Community Outreach Sparks New Life at Tacoma Church
September 9, 2017
In the mid-1980s, Trinity Presbyterian Church in Tacoma, Washington, was on life support, and Olympia Presbytery had begun nudging the session to consider pulling the plug.
Drugs, crime and gangs had infested the church’s neighborhood. A handful of loyal members attended worship and struggled to maintain the church building.
“But something surprising happened,” said the church’s current pastor, Matt Robbins-Ghormley. “Resurrection happened.” As he describes it, the congregation went from being “on the brink of extinction” to becoming energized through mission in the community.
Last year, Trinity reported 375 “total adherents” (including active members, baptized members and other regular attendees) and a gain of 19 members. The number of children in the congregation has grown over the past decade from 30 to 130, and 70 adults are involved in Trinity’s ministries with children and youth.
“The people who have been here a while just shake their heads in amazement,” Robbins-Ghormley said.
One of those long-time members is 87-year-old Irene Orando, who joined the church in 1945.
Orando recalled that once in the mid-1980s she was the only person to show up for a Wednesday-night prayer meeting. As she waited, she looked at all of the church’s empty classrooms. Finally, she said, “I just stayed and prayed by myself — that we would have people here, that others would come.”
And gradually, people began to come. Youth With a Mission began using Trinity as a base for outreach to the community. The energy for mission demonstrated by these teens inspired the congregation.
“It was encouraging to us to have them here,” Orando said. “After they left, we thought, ‘What are we going to do now?’ So we got together a task force to see what we could do for the community.”
They came up with two ministries: a tutoring program, in partnership with nearby Bryant Elementary, and a weekly “soup and conversation” gathering to build relationships in the neighborhood.
Lynn Longfield became pastor of Trinity just as the congregation was beginning to rebound. “When I first came, there was a core of about 30 people,” she recalled. “The thing that struck me was how courageous they were.
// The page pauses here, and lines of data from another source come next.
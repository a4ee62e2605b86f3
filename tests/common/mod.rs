//! Shared helpers for the integration tests.

#![allow(dead_code)]

use serde_json::Value;
use webflow_api::{ApiToken, BaseUrl, Fields, Webflow, WebflowConfig};
use wiremock::MockServer;

/// Builds a gateway that talks to the mock server with token `foo`.
pub fn webflow_for(server: &MockServer) -> Webflow {
    let config = WebflowConfig::builder()
        .token(ApiToken::new("foo").unwrap())
        .base_url(BaseUrl::new(server.uri()).unwrap())
        .build()
        .unwrap();
    Webflow::new(config).unwrap()
}

/// Converts a `json!` object literal into [`Fields`].
pub fn fields(value: Value) -> Fields {
    match value {
        Value::Object(map) => map,
        other => panic!("expected a JSON object, got {other}"),
    }
}

/// Returns the JSON body of the only request the server received.
pub async fn only_request_body(server: &MockServer) -> Value {
    let requests = server.received_requests().await.unwrap();
    assert_eq!(requests.len(), 1, "expected exactly one request");
    serde_json::from_slice(&requests[0].body).unwrap()
}

/// Returns the raw query string of the only request the server received.
pub async fn only_request_query(server: &MockServer) -> Option<String> {
    let requests = server.received_requests().await.unwrap();
    assert_eq!(requests.len(), 1, "expected exactly one request");
    requests[0].url.query().map(str::to_string)
}

/// Asserts that the server saw no traffic at all.
pub async fn assert_no_requests(server: &MockServer) {
    let requests = server.received_requests().await.unwrap();
    assert!(requests.is_empty(), "expected no requests, got {}", requests.len());
}
//! Configuration types for the Webflow API SDK.
//!
//! This module provides the core configuration types used to initialize
//! and configure the SDK for API communication with Webflow.
//!
//! # Overview
//!
//! The main types in this module are:
//!
//! - [`WebflowConfig`]: The main configuration struct holding all SDK settings
//! - [`WebflowConfigBuilder`]: A builder for constructing [`WebflowConfig`] instances
//! - [`ApiToken`]: A validated API token newtype with masked debug output
//! - [`BaseUrl`]: A validated API base URL
//! - [`PageSize`]: A page size in the accepted `1..=100` range
//! - [`ApiVersion`]: The value of the `accept-version` header
//!
//! # Example
//!
//! ```rust
//! use webflow_api::{ApiToken, PageSize, WebflowConfig};
//!
//! let config = WebflowConfig::builder()
//!     .token(ApiToken::new("my-token").unwrap())
//!     .page_size(PageSize::new(50).unwrap())
//!     .build()
//!     .unwrap();
//!
//! assert_eq!(config.page_size().get(), 50);
//! ```

mod newtypes;
mod version;

pub use newtypes::{ApiToken, BaseUrl, PageSize};
pub use version::ApiVersion;

use crate::error::ConfigError;

/// Configuration for the Webflow API SDK.
///
/// # Thread Safety
///
/// `WebflowConfig` is `Clone`, `Send`, and `Sync`, making it safe to share
/// across threads and async tasks.
///
/// # Example
///
/// ```rust
/// use webflow_api::{ApiToken, BaseUrl, WebflowConfig};
///
/// let config = WebflowConfig::builder()
///     .token(ApiToken::new("your-token").unwrap())
///     .base_url(BaseUrl::new("http://localhost:8080").unwrap())
///     .build()
///     .unwrap();
///
/// assert_eq!(config.base_url().as_ref(), "http://localhost:8080");
/// ```
#[derive(Clone, Debug)]
pub struct WebflowConfig {
    token: ApiToken,
    base_url: BaseUrl,
    page_size: PageSize,
    api_version: ApiVersion,
    user_agent_prefix: Option<String>,
}

impl WebflowConfig {
    /// Creates a new builder for constructing a `WebflowConfig`.
    #[must_use]
    pub fn builder() -> WebflowConfigBuilder {
        WebflowConfigBuilder::new()
    }

    /// Returns the API token.
    #[must_use]
    pub const fn token(&self) -> &ApiToken {
        &self.token
    }

    /// Returns the API base URL.
    #[must_use]
    pub const fn base_url(&self) -> &BaseUrl {
        &self.base_url
    }

    /// Returns the initial page size for paginated list calls.
    #[must_use]
    pub const fn page_size(&self) -> PageSize {
        self.page_size
    }

    /// Returns the API version.
    #[must_use]
    pub const fn api_version(&self) -> &ApiVersion {
        &self.api_version
    }

    /// Returns the user agent prefix, if configured.
    #[must_use]
    pub fn user_agent_prefix(&self) -> Option<&str> {
        self.user_agent_prefix.as_deref()
    }
}

// Verify WebflowConfig is Send + Sync at compile time
const _: fn() = || {
    const fn assert_send_sync<T: Send + Sync>() {}
    assert_send_sync::<WebflowConfig>();
};

/// Builder for constructing [`WebflowConfig`] instances.
///
/// The only required field is `token`.
///
/// # Defaults
///
/// - `base_url`: `https://api.webflow.com`
/// - `page_size`: 100
/// - `api_version`: Latest known version (`1.0.0`)
/// - `user_agent_prefix`: `None`
#[derive(Debug, Default)]
pub struct WebflowConfigBuilder {
    token: Option<ApiToken>,
    base_url: Option<BaseUrl>,
    page_size: Option<PageSize>,
    api_version: Option<ApiVersion>,
    user_agent_prefix: Option<String>,
}

impl WebflowConfigBuilder {
    /// Creates a new builder with default values.
    #[must_use]
    pub fn new() -> Self {
        Self::default()
    }

    /// Sets the API token (required).
    #[must_use]
    pub fn token(mut self, token: ApiToken) -> Self {
        self.token = Some(token);
        self
    }

    /// Sets the API base URL.
    ///
    /// Useful for proxies and for pointing the SDK at a local test server.
    #[must_use]
    pub fn base_url(mut self, url: BaseUrl) -> Self {
        self.base_url = Some(url);
        self
    }

    /// Sets the page size for paginated list calls.
    #[must_use]
    pub const fn page_size(mut self, size: PageSize) -> Self {
        self.page_size = Some(size);
        self
    }

    /// Sets the API version.
    #[must_use]
    pub fn api_version(mut self, version: ApiVersion) -> Self {
        self.api_version = Some(version);
        self
    }

    /// Sets the user agent prefix for HTTP requests.
    #[must_use]
    pub fn user_agent_prefix(mut self, prefix: impl Into<String>) -> Self {
        self.user_agent_prefix = Some(prefix.into());
        self
    }

    /// Builds the [`WebflowConfig`], validating that required fields are set.
    ///
    /// # Errors
    ///
    /// Returns [`ConfigError::MissingRequiredField`] if `token` is not set.
    pub fn build(self) -> Result<WebflowConfig, ConfigError> {
        let token = self
            .token
            .ok_or(ConfigError::MissingRequiredField { field: "token" })?;

        Ok(WebflowConfig {
            token,
            base_url: self.base_url.unwrap_or_default(),
            page_size: self.page_size.unwrap_or_default(),
            api_version: self.api_version.unwrap_or_else(ApiVersion::latest),
            user_agent_prefix: self.user_agent_prefix,
        })
    }
}

#[cfg(test)]
mod tests {
    use super::*;

    #[test]
    fn test_builder_requires_token() {
        let result = WebflowConfigBuilder::new().build();

        assert!(matches!(
            result,
            Err(ConfigError::MissingRequiredField { field: "token" })
        ));
    }

    #[test]
    fn test_builder_provides_sensible_defaults() {
        let config = WebflowConfig::builder()
            .token(ApiToken::new("token").unwrap())
            .build()
            .unwrap();

        assert_eq!(config.base_url().as_ref(), "https://api.webflow.com");
        assert_eq!(config.page_size().get(), 100);
        assert_eq!(config.api_version(), &ApiVersion::latest());
        assert!(config.user_agent_prefix().is_none());
    }

    #[test]
    fn test_builder_with_all_optional_fields() {
        let config = WebflowConfig::builder()
            .token(ApiToken::new("token").unwrap())
            .base_url(BaseUrl::new("http://127.0.0.1:9000").unwrap())
            .page_size(PageSize::new(10).unwrap())
            .api_version("1.1.0".parse().unwrap())
            .user_agent_prefix("MyApp/1.0")
            .build()
            .unwrap();

        assert_eq!(config.base_url().as_ref(), "http://127.0.0.1:9000");
        assert_eq!(config.page_size().get(), 10);
        assert_eq!(config.api_version().to_string(), "1.1.0");
        assert_eq!(config.user_agent_prefix(), Some("MyApp/1.0"));
    }

    #[test]
    fn test_config_debug_masks_token() {
        let config = WebflowConfig::builder()
            .token(ApiToken::new("do-not-print").unwrap())
            .build()
            .unwrap();

        let debug_str = format!("{config:?}");
        assert!(debug_str.contains("WebflowConfig"));
        assert!(!debug_str.contains("do-not-print"));
    }
}
//! Token and user endpoints.

use serde_json::Value;

use crate::api::Webflow;
use crate::error::Error;

impl Webflow {
    /// Fetches the user who authorized the token.
    ///
    /// # Errors
    ///
    /// Returns [`Error`] if the request fails.
    pub async fn current_user(&self) -> Result<Value, Error> {
        Ok(self.client.get("/user", Vec::new()).await?)
    }

    /// Fetches the token's authorization details: granted sites,
    /// workspaces and application.
    ///
    /// # Errors
    ///
    /// Returns [`Error`] if the request fails.
    pub async fn auth_info(&self) -> Result<Value, Error> {
        Ok(self.client.get("/info", Vec::new()).await?)
    }
}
It took a lot of courage to stay in this neighborhood.
“God had given us everything we needed to thrive,” she continued. “We had folks with a huge heart for the struggles of poverty. We had talent, purpose and faith. What we needed was to open our eyes to what God’s Spirit was doing and not get in the way.”
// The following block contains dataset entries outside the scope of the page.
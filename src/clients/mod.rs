//! HTTP client types for Webflow API communication.
//!
//! This module provides the transport layer for making authenticated
//! requests to the Webflow API.
//!
//! # Overview
//!
//! The main types in this module are:
//!
//! - [`HttpClient`]: The async HTTP client for API communication
//! - [`HttpRequest`]: A request to be sent to the API
//! - [`HttpResponse`]: A parsed response from the API
//! - [`HttpMethod`]: Supported HTTP methods (GET, POST, PUT, PATCH, DELETE)
//! - [`PaginationInfo`]: `total`/`limit`/`offset` read from a list response
//! - [`ApiError`]: A non-200 response
//!
//! # Example
//!
//! ```rust,ignore
//! use webflow_api::clients::{HttpClient, HttpMethod, HttpRequest};
//!
//! let client = HttpClient::new(&config)?;
//!
//! let request = HttpRequest::builder(HttpMethod::Get, "/collections/abc/items")
//!     .query_param("limit", "100")
//!     .query_param("offset", "0")
//!     .build()?;
//!
//! let response = client.request(request).await?;
//! if client.has_next_page() {
//!     // fetch the next page
//! }
//! ```
//!
//! # Failure Semantics
//!
//! A response is successful only when its status is exactly 200. Every other
//! status is returned as [`HttpError::Api`] carrying the status, its
//! canonical reason phrase, and the decoded body when it was JSON. Requests
//! are never retried.

mod errors;
mod http_client;
mod http_request;
mod http_response;

pub use errors::{ApiError, HttpError, InvalidHttpRequestError};
pub use http_client::{HttpClient, SDK_VERSION};
pub use http_request::{HttpMethod, HttpRequest, HttpRequestBuilder};
pub use http_response::{HttpResponse, PaginationInfo, RateLimit};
In the late 1980s, Paul McCann, who was executive of Olympia Presbytery, gave the charge to the congregation. Noting the signs of renewed vitality as well as the challenges, he told Trinity members, “The future is going to be a roller coaster. Here’s what you have to do: ‘Buckle up, hold on tight and pray like crazy.’”
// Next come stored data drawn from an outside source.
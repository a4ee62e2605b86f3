//! Validated newtype wrappers for configuration values.
//!
//! This module provides type-safe wrappers around raw values that validate
//! their contents on construction. Invalid values are rejected with clear error messages.

use crate::error::ConfigError;
use serde::{de, Deserialize, Deserializer, Serialize, Serializer};
use std::fmt;

/// A validated Webflow API token.
///
/// This newtype ensures the token is non-empty and masks its value
/// in debug output to prevent accidental exposure in logs.
///
/// # Security
///
/// The `Debug` implementation masks the token, displaying only
/// `ApiToken(*****)` instead of the actual value.
///
/// # Example
///
/// ```rust
/// use webflow_api::ApiToken;
///
/// let token = ApiToken::new("my-token").unwrap();
/// assert_eq!(token.as_ref(), "my-token");
/// assert_eq!(format!("{:?}", token), "ApiToken(*****)");
/// ```
#[derive(Clone, PartialEq, Eq)]
pub struct ApiToken(String);

impl ApiToken {
    /// Creates a new validated API token.
    ///
    /// # Errors
    ///
    /// Returns [`ConfigError::EmptyApiToken`] if the token is empty or
    /// only whitespace.
    pub fn new(token: impl Into<String>) -> Result<Self, ConfigError> {
        let token = token.into();
        if token.trim().is_empty() {
            return Err(ConfigError::EmptyApiToken);
        }
        Ok(Self(token))
    }
}

impl AsRef<str> for ApiToken {
    fn as_ref(&self) -> &str {
        &self.0
    }
}

impl fmt::Debug for ApiToken {
    fn fmt(&self, f: &mut fmt::Formatter<'_>) -> fmt::Result {
        f.write_str("ApiToken(*****)")
    }
}

/// A validated API base URL.
///
/// The URL must carry a scheme and a host. A trailing `/` is removed so
/// request paths can be appended directly.
///
/// # Example
///
/// ```rust
/// use webflow_api::BaseUrl;
///
/// let url = BaseUrl::new("http://localhost:8080/").unwrap();
/// assert_eq!(url.as_ref(), "http://localhost:8080");
/// assert_eq!(url.scheme(), "http");
/// assert_eq!(url.host_name(), "localhost");
/// ```
#[derive(Clone, Debug, PartialEq, Eq)]
pub struct BaseUrl {
    url: String,
    scheme_end: usize,
    host_start: usize,
    host_end: usize,
}

impl BaseUrl {
    /// The production Webflow API endpoint.
    pub const DEFAULT: &'static str = "https://api.webflow.com";

    /// Creates a new validated base URL.
    ///
    /// # Errors
    ///
    /// Returns [`ConfigError::InvalidBaseUrl`] if the URL has no scheme or
    /// no host.
    pub fn new(url: impl Into<String>) -> Result<Self, ConfigError> {
        let url = url.into();
        let url = url.trim().trim_end_matches('/').to_string();
        let invalid = || ConfigError::InvalidBaseUrl { url: url.clone() };

        let scheme_end = url.find("://").ok_or_else(invalid)?;
        let scheme = &url[..scheme_end];
        if scheme.is_empty() || !scheme.chars().all(|c| c.is_ascii_alphabetic()) {
            return Err(invalid());
        }

        let host_start = scheme_end + 3;
        let remainder = &url[host_start..];
        let host_end = remainder
            .find([':', '/', '?', '#'])
            .map_or(url.len(), |i| host_start + i);
        if host_end == host_start {
            return Err(invalid());
        }

        Ok(Self {
            url,
            scheme_end,
            host_start,
            host_end,
        })
    }

    /// Returns the URL scheme (e.g., "https").
    #[must_use]
    pub fn scheme(&self) -> &str {
        &self.url[..self.scheme_end]
    }

    /// Returns the host name portion of the URL.
    #[must_use]
    pub fn host_name(&self) -> &str {
        &self.url[self.host_start..self.host_end]
    }
}

impl Default for BaseUrl {
    fn default() -> Self {
        Self {
            url: Self::DEFAULT.to_string(),
            scheme_end: 5,
            host_start: 8,
            host_end: Self::DEFAULT.len(),
        }
    }
}

impl AsRef<str> for BaseUrl {
    fn as_ref(&self) -> &str {
        &self.url
    }
}

/// Number of records requested per page on paginated list endpoints.
///
/// Webflow accepts between 1 and 100 records per page.
///
/// # Serialization
///
/// `PageSize` serializes as a bare integer and re-validates on
/// deserialization:
///
/// ```rust
/// use webflow_api::PageSize;
///
/// let size: PageSize = serde_json::from_str("25").unwrap();
/// assert_eq!(size.get(), 25);
/// assert!(serde_json::from_str::<PageSize>("0").is_err());
/// ```
#[derive(Clone, Copy, Debug, PartialEq, Eq, PartialOrd, Ord)]
pub struct PageSize(u32);

impl PageSize {
    /// Smallest accepted page size.
    pub const MIN: u32 = 1;
    /// Largest accepted page size.
    pub const MAX: u32 = 100;
    /// Page size used when none is configured.
    pub const DEFAULT: Self = Self(100);

    /// Creates a new validated page size.
    ///
    /// # Errors
    ///
    /// Returns [`ConfigError::InvalidPageSize`] if `size` is outside
    /// `1..=100`.
    pub fn new(size: i64) -> Result<Self, ConfigError> {
        match u32::try_from(size) {
            Ok(n) if (Self::MIN..=Self::MAX).contains(&n) => Ok(Self(n)),
            _ => Err(ConfigError::InvalidPageSize {
                size,
                min: Self::MIN,
                max: Self::MAX,
            }),
        }
    }

    /// Returns the page size as an integer.
    #[must_use]
    pub const fn get(self) -> u32 {
        self.0
    }
}

impl Default for PageSize {
    fn default() -> Self {
        Self::DEFAULT
    }
}

impl fmt::Display for PageSize {
    fn fmt(&self, f: &mut fmt::Formatter<'_>) -> fmt::Result {
        write!(f, "{}", self.0)
    }
}

impl Serialize for PageSize {
    fn serialize<S>(&self, serializer: S) -> Result<S::Ok, S::Error>
    where
        S: Serializer,
    {
        serializer.serialize_u32(self.0)
    }
}

impl<'de> Deserialize<'de> for PageSize {
    fn deserialize<D>(deserializer: D) -> Result<Self, D::Error>
    where
        D: Deserializer<'de>,
    {
        let n = i64::deserialize(deserializer)?;
        Self::new(n).map_err(de::Error::custom)
    }
}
“That became our rallying cry,” Longfield said. “We put it on a big banner and hung it in the sanctuary.”
Ministries and partnerships multiplied quickly, once the congregation stepped out in faith and began engaging with the community. “Things happened so fast,” Orando said, using a metaphor similar to McCann’s. “It was like we were on a river with very strong rapids and we were swept along by it.”
A clothes closet was organized. People from other area congregations came as short-term “missionaries” to lend a hand. University Place Presbyterian Church set up a medical clinic in Trinity’s old manse. The congregation received a redevelopment grant from the Presbyterian Church (U.S.A.) and support from nonprofits and corporations.
Harlan Shoop became pastor of Trinity in 2000, a few years after Longfield left to become executive of Olympia Presbytery. He recruited a cadre of students from the University of Puget Sound to help with ministries at Trinity.
Welcoming all these new people was a challenge for the small congregation, Longfield said. “It could have been their undoing. But their sense of vision, their trust that this was something God was doing, made all the difference in the world.”
In new-member classes, Robbins-Ghormley asks people what drew them to Trinity. Many say, “This is a congregation that puts faith into action. I want to be part of a church like that.”
Eva Stimson, Office of the General Assembly Communications
Today’s Focus: Community Outreach
Let us join in prayer for:
Trinity Presbyterian Church, Tacoma, Washington
PC(USA) Agencies’ Staff
Let us pray:
Holy God, your gifts are overwhelming, and the power of your Spirit is great. We pray for small-membership churches. Jesus began the church with just 12 people, and in the power of the Spirit they changed the world. Moving forward, and empowered by that same Spirit, may we do likewise. Amen.